Two years later, she played alongside young actors Francis Huster, Jacques Weber and Muriel Catala in the feature film Faustine and the Beautiful Summer. Thanks to her good linguistic abilities, she is fluent in German, English and Italian, she obtains the main female role in the Germanic film Nosferatu, ghost of the night. She plays perfectly in the language of Shakespeare in the feature films Driver, Possession, Quartet or Diabolique.

From the 1970s, Isabelle Adjani joined the Comédie-Française. She played in the play La Maison de Bernarda Alba and L’École des femmes before being noticed by the flagship director of the New Wave François Truffaut. The latter writes her a letter to offer her a role in his next film The Story of Adèle H. Thanks to her successful performance, she is nominated for the first time for the Cesar as well as for the Oscars.

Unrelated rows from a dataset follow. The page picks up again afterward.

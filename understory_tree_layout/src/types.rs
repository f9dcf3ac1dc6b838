// Copyright 2025 the Understory Authors
// SPDX-License-Identifier: Apache-2.0 OR MIT

//! Public types for the layout tree: node identifiers, child arity, and level directions.

/// Identifier for a node in a [`Tree`](crate::Tree).
///
/// Trees are append-only, so an identifier stays valid for as long as the tree
/// that issued it exists. Queries return `None` (or an empty slice) for
/// identifiers outside the tree, and fallible operations report
/// [`TreeError::UnknownNode`](crate::TreeError::UnknownNode).
#[derive(Copy, Clone, Debug, Eq, PartialEq, Ord, PartialOrd, Hash)]
pub struct NodeId(pub(crate) u32);

impl NodeId {
    pub(crate) const fn new(idx: u32) -> Self {
        Self(idx)
    }

    pub(crate) const fn idx(self) -> usize {
        self.0 as usize
    }
}

/// How a node stores its children.
#[derive(Copy, Clone, Debug, Eq, PartialEq, Hash)]
pub enum Arity {
    /// A fixed number of slots, created empty and filled by index.
    ///
    /// Slots may be filled in any order and may stay empty. The slot list never
    /// grows or shrinks.
    Fixed(usize),
    /// A growable list of children, filled by appending. Never has holes.
    Variable,
}

impl Arity {
    /// Returns the arity for a node with `len` children slots.
    ///
    /// A length of `0` selects [`Arity::Variable`].
    #[must_use]
    pub const fn fixed(len: usize) -> Self {
        if len == 0 {
            Self::Variable
        } else {
            Self::Fixed(len)
        }
    }

    /// Returns `true` for [`Arity::Fixed`].
    #[must_use]
    pub const fn is_fixed(self) -> bool {
        matches!(self, Self::Fixed(_))
    }

    /// `Fixed(0)` has no usable slots, so it behaves as `Variable`.
    pub(crate) const fn normalized(self) -> Self {
        match self {
            Self::Fixed(len) => Self::fixed(len),
            Self::Variable => Self::Variable,
        }
    }
}

impl From<usize> for Arity {
    fn from(len: usize) -> Self {
        Self::fixed(len)
    }
}

/// Which part of a level [`Tree::level_length`](crate::Tree::level_length) counts.
#[derive(Copy, Clone, Debug, Default, Eq, PartialEq, Hash)]
pub enum LevelDirection {
    /// The whole level.
    #[default]
    Both,
    /// The start node and every node to its left.
    Left,
    /// The start node and every node to its right.
    Right,
}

The mid-1970s marked a turning point in the career of the actress. Thanks to her acting, she won no less than four Césars for the films Possession, La Reine Margot, L’été murdereur and La Journée de la Jupe.

While in 2003, Isabelle Adjani agreed to embody the resistance Marie-Madeleine Fourcade in a fiction on TF1, the project was finally canceled and the star disappeared from the media for almost three years. She returned in the fall of 2006 to the stage of the Théâtre Marigny in the title role of the play La Dernier Nuit for Marie Stuart. After her return, Isabelle Adjani is offered many projects in the cinema.

She agrees to play for director Maïwenn alongside Alain Delon, but the latter withdraws from the project and the film does not see the light of day. After that, she again agrees to play in a musical comedy by Maïwenn, Le Bal des acteurs, but after reading the script, she withdraws from the project. While the star was to shoot in a New York short film, I Love You, his participation was finally canceled after the death of the director.

While the actress has become increasingly rare in the cinema, she decided to return to the front of the stage in the play adapted from John Cassavetes’ film Opening Night in February 2019.

“For years I didn’t go to the theatre. I separated from a part of me. Painful period of self-inflicted disgrace where I deserted myself. While I was shooting ‘Carole Matthieu’, the film by Louis-Julien Petit in Lille, I attended ‘Nobody’ directed by Cyril Teste at the Théâtre du Nord. What a shock, this virtuosity of the Montpellier collective in taking over Falk Richter’s text and this unprecedented manifesto of film performance! After the show, I wanted to share my admiring excitement with the actors. Cyril was there. I was intimidated. He watched me with gentle reserve, his intuition alert. Then, thanks to my friend Valérie Six, member of the management team of the Odéon, the thread woven between us was maintained, via messages exchanged. Until considering a common artistic history”, she confided in Les Échos.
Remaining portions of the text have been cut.